What is the difference between them? These are the assumed ditributional form of each component of P(X|Y); the distribution of each individual features.

Try using each of these on the iris data, you will have to prepare the data for multinomial and bernoulli.

In [4]:
gau = GaussianNB()
gau.fit(train_data, train_labels)

bern = BernoulliNB(binarize=0.9)
bern.fit(train_data, train_labels)

mult = MultinomialNB()
# floor converts data into a discrete-like set
mult.fit(np.floor(train_data), train_labels)

print 'gaussian accuracy: %3.2f' %gau.score(test_data, test_labels)
print 'bernoulli accuracy: %3.2f' %bern.score(test_data, test_labels)
print 'multinomial accuracy: %3.2f' %mult.score(np.floor(test_data), test_labels)

gaussian accuracy: 0.96
bernoulli accuracy: 0.66
multinomial accuracy: 0.82




What choices did you make with manipulating the features above? Try tuning these choices, can you improve the accuracy?

In [5]:
# lets play around with binarize in bernoulli

for bin in [x / 1.0 for x in range(1, 10)]:
    bern = BernoulliNB(binarize=bin)
    bern.fit(train_data, train_labels)
    print 'binarize:', bin, 'bernoulli accuracy: %3.2f' %bern.score(test_data, test_labels)

binarize: 1.0 bernoulli accuracy: 0.66
binarize: 2.0 bernoulli accuracy: 0.88
binarize: 3.0 bernoulli accuracy: 0.80
binarize: 4.0 bernoulli accuracy: 0.66
binarize: 5.0 bernoulli accuracy: 0.74
binarize: 6.0 bernoulli accuracy: 0.62
binarize: 7.0 bernoulli accuracy: 0.46
binarize: 8.0 bernoulli accuracy: 0.28
binarize: 9.0 bernoulli accuracy: 0.28


Investigate what effect alpha has on the bernoulli and multinomial classifiers. What happens when alpha is very high? Is there an optimal value?

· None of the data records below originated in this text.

use bson::Document;
use docscan::client::DocClient;
use docscan::client_builder::ClientConfigBuilder;
use docscan::collection::{
    Collection, CollectionProvider, DeleteResult, FindOptions, IndexSpec, InsertManyResult,
    InsertOneResult, UpdateResult,
};
use docscan::cursor::DocumentCursor;
use docscan::errors::{DocScanError, DocScanResult, ErrorKind};
use docscan::pool::ConnectionPool;
use docscan::store::memory::InMemoryConnector;
use docscan::store::StoreProvider;
use parking_lot::Mutex;
use serde::{Deserialize, Serialize};
use std::backtrace::Backtrace;
use std::sync::Arc;
use std::thread;
use std::time::{Duration, Instant};

pub const TEST_DB: &str = "test";
pub const TEST_COLLECTION: &str = "user";

/// Runs a test with retry logic and error handling.
pub fn run_test<T, B, A>(before: B, test: T, after: A)
where
    T: Fn(TestContext) -> DocScanResult<()> + std::panic::UnwindSafe + std::panic::RefUnwindSafe,
    B: Fn() -> DocScanResult<TestContext> + std::panic::UnwindSafe + std::panic::RefUnwindSafe,
    A: Fn(TestContext) -> DocScanResult<()> + std::panic::UnwindSafe + std::panic::RefUnwindSafe,
{
    const MAX_RETRIES: u32 = 3;
    let mut last_error: Option<String> = None;
    let mut last_backtrace: Option<String> = None;

    for attempt in 1..=MAX_RETRIES {
        let start_time = Instant::now();

        let result = std::panic::catch_unwind(|| {
            let backtrace = Backtrace::capture();
            match before() {
                Ok(ctx) => match test(ctx.clone()) {
                    Ok(_) => match after(ctx) {
                        Ok(_) => Ok(()),
                        Err(e) => {
                            Err((format!("After run failed: {:?}", e), backtrace.to_string()))
                        }
                    },
                    Err(e) => {
                        let _ = after(ctx);
                        Err((format!("Test failed: {:?}", e), backtrace.to_string()))
                    }
                },
                Err(e) => Err((format!("Before run failed: {:?}", e), backtrace.to_string())),
            }
        });

        let elapsed = start_time.elapsed();

        match result {
            Ok(Ok(_)) => return,
            Ok(Err((e, bt))) => {
                last_error = Some(e.clone());
                last_backtrace = Some(bt);
                if attempt < MAX_RETRIES {
                    eprintln!(
                        "\n========== Test Attempt {}/{} Failed (took {:?}) ==========",
                        attempt, MAX_RETRIES, elapsed
                    );
                    eprintln!("Error: {}", e);
                    thread::sleep(Duration::from_millis(100 * attempt as u64));
                }
            }
            Err(panic_err) => {
                let err_msg = if let Some(s) = panic_err.downcast_ref::<&str>() {
                    s.to_string()
                } else if let Some(s) = panic_err.downcast_ref::<String>() {
                    s.clone()
                } else {
                    "Unknown panic".to_string()
                };

                last_error = Some(format!("Panic: {}", err_msg));
                last_backtrace = None;
                if attempt < MAX_RETRIES {
                    eprintln!(
                        "\n========== Test Attempt {}/{} Panicked (took {:?}) ==========",
                        attempt, MAX_RETRIES, elapsed
                    );
                    eprintln!("{}", err_msg);
                    thread::sleep(Duration::from_millis(100 * attempt as u64));
                }
            }
        }
    }

    eprintln!("\n==================== TEST FAILED ====================");
    eprintln!("Failed after {} attempts", MAX_RETRIES);
    eprintln!("Last error: {}", last_error.as_deref().unwrap_or("Unknown"));
    if let Some(bt) = &last_backtrace {
        if !bt.is_empty() && !bt.contains("disabled") {
            eprintln!("\nBacktrace:\n{}", bt);
        }
    }
    eprintln!("=====================================================\n");

    panic!(
        "Test failed after {} attempts. Last error: {}",
        MAX_RETRIES,
        last_error.unwrap_or_default()
    );
}

#[derive(Clone)]
pub struct TestContext {
    pool: ConnectionPool,
    connector: Arc<InMemoryConnector>,
}

impl TestContext {
    pub fn new(pool: ConnectionPool, connector: Arc<InMemoryConnector>) -> Self {
        Self { pool, connector }
    }

    pub fn pool(&self) -> ConnectionPool {
        self.pool.clone()
    }

    /// Client on the test collection.
    pub fn client(&self) -> DocScanResult<DocClient> {
        self.pool.client(TEST_DB, TEST_COLLECTION)
    }

    pub fn collection(&self) -> DocScanResult<Collection> {
        self.pool.store()?.collection(TEST_DB, TEST_COLLECTION)
    }

    pub fn connect_count(&self) -> usize {
        self.connector.connect_count()
    }
}

pub fn init_logging() {
    let _ = colog::basic_builder().is_test(true).try_init();
}

/// Context with a unique index on `username` of the test collection.
pub fn create_test_context() -> DocScanResult<TestContext> {
    create_test_context_with(
        ClientConfigBuilder::new("memory://local", TEST_DB)
            .index(IndexSpec::new(TEST_DB, TEST_COLLECTION, &["username"]).unique(true)),
    )
}

/// Context whose client scans with the given batch size.
pub fn create_batched_test_context(batch_size: u64) -> DocScanResult<TestContext> {
    let builder = ClientConfigBuilder::new("memory://local", TEST_DB).batch_size(batch_size);
    create_test_context_with(builder)
}

pub fn create_test_context_with(builder: ClientConfigBuilder) -> DocScanResult<TestContext> {
    init_logging();
    let config = builder.build()?;
    let connector = Arc::new(InMemoryConnector::new());
    let pool = ConnectionPool::new(config, connector.clone());
    Ok(TestContext::new(pool, connector))
}

pub fn cleanup(ctx: TestContext) -> DocScanResult<()> {
    ctx.pool().disconnect()
}

#[derive(Debug, Clone, PartialEq, Serialize, Deserialize)]
pub struct User {
    pub username: String,
    pub age: i32,
    pub city: String,
}

pub fn user(i: i32) -> User {
    const CITIES: [&str; 3] = ["Beijing", "Shanghai", "Shenzhen"];
    User {
        username: format!("user{:05}", i),
        age: 18 + i % 50,
        city: CITIES[(i % 3) as usize].to_string(),
    }
}

/// Inserts `count` users, numbered from zero, in insertion order.
pub fn seed_users(client: &DocClient, count: i32) -> DocScanResult<()> {
    if count == 0 {
        return Ok(());
    }
    let users: Vec<User> = (0..count).map(user).collect();
    client.insert_many(&users)?;
    Ok(())
}

/// Collection wrapper that records every window it is asked for and can be
/// told to fail.
pub struct FaultyCollection {
    delegate: Collection,
    fail_find_at_skip: Option<u64>,
    fail_count: bool,
    finds: Mutex<Vec<(u64, Option<u64>)>>,
}

impl FaultyCollection {
    pub fn new(delegate: Collection) -> Self {
        FaultyCollection {
            delegate,
            fail_find_at_skip: None,
            fail_count: false,
            finds: Mutex::new(Vec::new()),
        }
    }

    pub fn fail_find_at_skip(mut self, skip: u64) -> Self {
        self.fail_find_at_skip = Some(skip);
        self
    }

    pub fn fail_count(mut self) -> Self {
        self.fail_count = true;
        self
    }
}

/// Shared handle so a test can read the recorded windows after a scan.
#[derive(Clone)]
pub struct FaultyHandle {
    inner: Arc<FaultyCollection>,
}

impl FaultyHandle {
    pub fn new(collection: FaultyCollection) -> Self {
        FaultyHandle {
            inner: Arc::new(collection),
        }
    }

    /// `(skip, limit)` of every find so far.
    pub fn finds(&self) -> Vec<(u64, Option<u64>)> {
        self.inner.finds.lock().clone()
    }

    pub fn client(&self, batch_size: u64) -> DocScanResult<DocClient> {
        DocClient::new(Collection::new(self.clone()), batch_size, 5)
    }
}

impl CollectionProvider for FaultyHandle {
    fn count(&self, filter: &Document) -> DocScanResult<u64> {
        if self.inner.fail_count {
            log::warn!("Injecting count failure on {}", self.name());
            return Err(DocScanError::new("count timed out", ErrorKind::FetchFailure));
        }
        self.inner.delegate.count(filter)
    }

    fn find(&self, filter: &Document, options: &FindOptions) -> DocScanResult<DocumentCursor> {
        let skip = options.skip_value();
        self.inner.finds.lock().push((skip, options.limit_value()));
        if self.inner.fail_find_at_skip == Some(skip) {
            log::warn!("Injecting find failure at skip {}", skip);
            return Err(DocScanError::new(
                &format!("find at skip {} failed", skip),
                ErrorKind::FetchFailure,
            ));
        }
        self.inner.delegate.find(filter, options)
    }

    fn find_one(
        &self,
        filter: &Document,
        projection: Option<&Document>,
    ) -> DocScanResult<Option<Document>> {
        self.inner.delegate.find_one(filter, projection)
    }

    fn insert_one(&self, document: Document) -> DocScanResult<InsertOneResult> {
        self.inner.delegate.insert_one(document)
    }

    fn insert_many(&self, documents: Vec<Document>) -> DocScanResult<InsertManyResult> {
        self.inner.delegate.insert_many(documents)
    }

    fn replace_one(
        &self,
        filter: &Document,
        replacement: Document,
        upsert: bool,
    ) -> DocScanResult<UpdateResult> {
        self.inner.delegate.replace_one(filter, replacement, upsert)
    }

    fn update_one(&self, filter: &Document, update: &Document) -> DocScanResult<UpdateResult> {
        self.inner.delegate.update_one(filter, update)
    }

    fn update_many(&self, filter: &Document, update: &Document) -> DocScanResult<UpdateResult> {
        self.inner.delegate.update_many(filter, update)
    }

    fn delete_one(&self, filter: &Document) -> DocScanResult<DeleteResult> {
        self.inner.delegate.delete_one(filter)
    }

    fn delete_many(&self, filter: &Document) -> DocScanResult<DeleteResult> {
        self.inner.delegate.delete_many(filter)
    }

    fn create_index(&self, index: &IndexSpec) -> DocScanResult<()> {
        self.inner.delegate.create_index(index)
    }

    fn name(&self) -> String {
        self.inner.delegate.name()
    }
}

Does increasing alpha add bias or variance to our estimator?

In [8]:
# alpha is a biasing effect, e.g.

for aa in [0, 0.001, 0.01, 0.1, 1, 5, 10, 50, 100, 1000]:
    bern = BernoulliNB(binarize=0.1, alpha=aa)
    bern.fit(train_data, train_labels)
    
    print 'alpha:', aa, 'bernoulli accuracy: %3.2f;' %bern.score(test_data, test_labels)


alpha: 0 bernoulli accuracy: 0.38;
alpha: 0.001 bernoulli accuracy: 0.34;
alpha: 0.01 bernoulli accuracy: 0.34;
alpha: 0.1 bernoulli accuracy: 0.34;
alpha: 1 bernoulli accuracy: 0.34;
alpha: 5 bernoulli accuracy: 0.34;
alpha: 10 bernoulli accuracy: 0.34;
alpha: 50 bernoulli accuracy: 0.28;
alpha: 100 bernoulli accuracy: 0.28;
alpha: 1000 bernoulli accuracy: 0.28;


  neg_prob = np.log(1 - np.exp(self.feature_log_prob_))
  jll += self.class_log_prior_ + neg_prob.sum(axis=1)